◆ What you will do
Report back each line of the records that contains the string "struct".

◆ Record set

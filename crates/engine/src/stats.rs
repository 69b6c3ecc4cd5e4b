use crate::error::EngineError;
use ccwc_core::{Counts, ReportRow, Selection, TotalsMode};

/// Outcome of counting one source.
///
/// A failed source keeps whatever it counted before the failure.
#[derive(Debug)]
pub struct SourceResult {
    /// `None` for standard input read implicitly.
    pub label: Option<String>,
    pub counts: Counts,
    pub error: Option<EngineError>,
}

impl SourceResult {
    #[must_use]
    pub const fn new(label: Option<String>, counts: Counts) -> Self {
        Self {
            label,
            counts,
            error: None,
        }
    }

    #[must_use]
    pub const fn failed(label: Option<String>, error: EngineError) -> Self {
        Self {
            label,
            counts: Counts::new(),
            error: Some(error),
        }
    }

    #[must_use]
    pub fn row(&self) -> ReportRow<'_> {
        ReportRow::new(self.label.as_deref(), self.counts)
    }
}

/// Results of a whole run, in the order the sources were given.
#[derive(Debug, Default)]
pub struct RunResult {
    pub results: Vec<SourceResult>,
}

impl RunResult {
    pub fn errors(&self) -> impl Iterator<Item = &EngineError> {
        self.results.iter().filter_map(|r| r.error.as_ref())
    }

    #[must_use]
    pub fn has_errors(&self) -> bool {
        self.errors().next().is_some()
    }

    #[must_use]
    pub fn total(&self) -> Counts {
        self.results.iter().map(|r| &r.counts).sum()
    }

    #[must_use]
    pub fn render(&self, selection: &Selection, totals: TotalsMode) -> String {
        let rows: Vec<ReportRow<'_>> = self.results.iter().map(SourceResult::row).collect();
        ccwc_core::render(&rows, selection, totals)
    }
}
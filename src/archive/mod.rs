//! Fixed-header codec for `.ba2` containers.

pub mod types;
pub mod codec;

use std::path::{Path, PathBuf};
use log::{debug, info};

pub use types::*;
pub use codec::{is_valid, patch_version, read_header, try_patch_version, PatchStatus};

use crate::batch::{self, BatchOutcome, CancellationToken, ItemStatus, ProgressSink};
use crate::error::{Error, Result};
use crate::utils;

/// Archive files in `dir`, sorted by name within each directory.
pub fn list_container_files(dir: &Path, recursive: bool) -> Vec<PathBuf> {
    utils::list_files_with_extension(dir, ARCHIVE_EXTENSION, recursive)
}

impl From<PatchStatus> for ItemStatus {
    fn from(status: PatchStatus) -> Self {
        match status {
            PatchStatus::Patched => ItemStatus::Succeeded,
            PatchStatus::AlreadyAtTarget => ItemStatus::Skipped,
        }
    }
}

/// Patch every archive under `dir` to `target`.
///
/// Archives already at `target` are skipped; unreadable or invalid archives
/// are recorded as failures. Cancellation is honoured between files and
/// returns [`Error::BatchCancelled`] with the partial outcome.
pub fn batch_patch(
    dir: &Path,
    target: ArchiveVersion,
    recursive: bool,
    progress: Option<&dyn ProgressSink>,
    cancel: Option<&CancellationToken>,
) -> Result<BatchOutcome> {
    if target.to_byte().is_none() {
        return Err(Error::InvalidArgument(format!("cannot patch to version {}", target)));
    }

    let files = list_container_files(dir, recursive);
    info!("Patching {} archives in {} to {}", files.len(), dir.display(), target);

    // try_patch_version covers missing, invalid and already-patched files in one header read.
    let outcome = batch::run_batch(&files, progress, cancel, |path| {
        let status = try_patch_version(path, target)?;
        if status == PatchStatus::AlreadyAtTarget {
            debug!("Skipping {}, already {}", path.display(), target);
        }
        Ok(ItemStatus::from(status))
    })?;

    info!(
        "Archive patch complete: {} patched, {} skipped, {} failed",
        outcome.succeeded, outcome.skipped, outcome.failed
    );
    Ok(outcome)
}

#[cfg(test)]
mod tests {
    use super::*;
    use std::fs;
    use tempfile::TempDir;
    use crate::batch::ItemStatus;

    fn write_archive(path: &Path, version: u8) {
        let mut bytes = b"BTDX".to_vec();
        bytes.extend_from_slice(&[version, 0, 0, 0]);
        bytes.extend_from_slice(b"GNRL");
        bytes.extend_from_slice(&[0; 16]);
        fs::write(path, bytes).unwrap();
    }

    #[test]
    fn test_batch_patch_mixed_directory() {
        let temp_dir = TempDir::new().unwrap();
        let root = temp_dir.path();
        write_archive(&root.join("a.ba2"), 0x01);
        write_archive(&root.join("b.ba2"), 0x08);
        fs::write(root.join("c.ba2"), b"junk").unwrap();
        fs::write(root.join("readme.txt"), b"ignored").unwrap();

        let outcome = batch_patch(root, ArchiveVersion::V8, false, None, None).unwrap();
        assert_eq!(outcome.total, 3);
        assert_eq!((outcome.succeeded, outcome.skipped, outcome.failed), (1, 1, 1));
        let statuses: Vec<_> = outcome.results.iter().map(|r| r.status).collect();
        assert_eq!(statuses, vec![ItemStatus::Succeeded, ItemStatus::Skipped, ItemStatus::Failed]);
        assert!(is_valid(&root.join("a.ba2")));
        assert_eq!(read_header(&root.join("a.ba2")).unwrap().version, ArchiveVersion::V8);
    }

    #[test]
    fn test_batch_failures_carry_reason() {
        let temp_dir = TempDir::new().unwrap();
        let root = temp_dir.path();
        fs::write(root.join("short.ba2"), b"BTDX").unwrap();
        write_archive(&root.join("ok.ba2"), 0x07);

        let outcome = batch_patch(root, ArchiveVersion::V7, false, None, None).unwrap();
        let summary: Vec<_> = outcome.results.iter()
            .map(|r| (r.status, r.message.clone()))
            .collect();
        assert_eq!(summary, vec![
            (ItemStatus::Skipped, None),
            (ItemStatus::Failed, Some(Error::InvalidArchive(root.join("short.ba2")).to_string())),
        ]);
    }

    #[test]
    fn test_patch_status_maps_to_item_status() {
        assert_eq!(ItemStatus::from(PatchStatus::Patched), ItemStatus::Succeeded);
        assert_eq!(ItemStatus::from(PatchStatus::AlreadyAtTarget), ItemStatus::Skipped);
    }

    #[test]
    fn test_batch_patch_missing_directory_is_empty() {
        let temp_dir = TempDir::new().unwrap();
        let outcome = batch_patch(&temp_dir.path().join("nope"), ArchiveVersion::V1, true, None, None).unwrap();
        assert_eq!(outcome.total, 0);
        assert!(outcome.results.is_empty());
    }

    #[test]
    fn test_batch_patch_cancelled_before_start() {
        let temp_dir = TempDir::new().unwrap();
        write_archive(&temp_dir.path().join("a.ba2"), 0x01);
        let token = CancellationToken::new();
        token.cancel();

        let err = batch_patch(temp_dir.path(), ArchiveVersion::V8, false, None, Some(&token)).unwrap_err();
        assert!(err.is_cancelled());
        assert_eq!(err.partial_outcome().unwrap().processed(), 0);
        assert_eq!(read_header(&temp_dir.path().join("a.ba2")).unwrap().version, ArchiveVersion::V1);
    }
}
==
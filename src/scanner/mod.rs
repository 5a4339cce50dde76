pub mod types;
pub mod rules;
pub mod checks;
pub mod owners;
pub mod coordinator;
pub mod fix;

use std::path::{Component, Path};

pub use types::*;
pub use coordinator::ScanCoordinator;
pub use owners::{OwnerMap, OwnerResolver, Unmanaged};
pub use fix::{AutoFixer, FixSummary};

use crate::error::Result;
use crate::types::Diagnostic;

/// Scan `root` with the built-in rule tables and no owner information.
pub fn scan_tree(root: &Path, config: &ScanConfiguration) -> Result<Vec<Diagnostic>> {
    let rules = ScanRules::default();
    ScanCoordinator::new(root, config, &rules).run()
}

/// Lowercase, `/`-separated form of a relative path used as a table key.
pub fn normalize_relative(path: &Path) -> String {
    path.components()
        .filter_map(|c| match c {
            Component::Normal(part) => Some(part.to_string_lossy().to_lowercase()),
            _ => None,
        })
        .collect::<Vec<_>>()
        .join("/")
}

◆ Response to this exercise
pub struct SourceResult {
pub struct RunResult {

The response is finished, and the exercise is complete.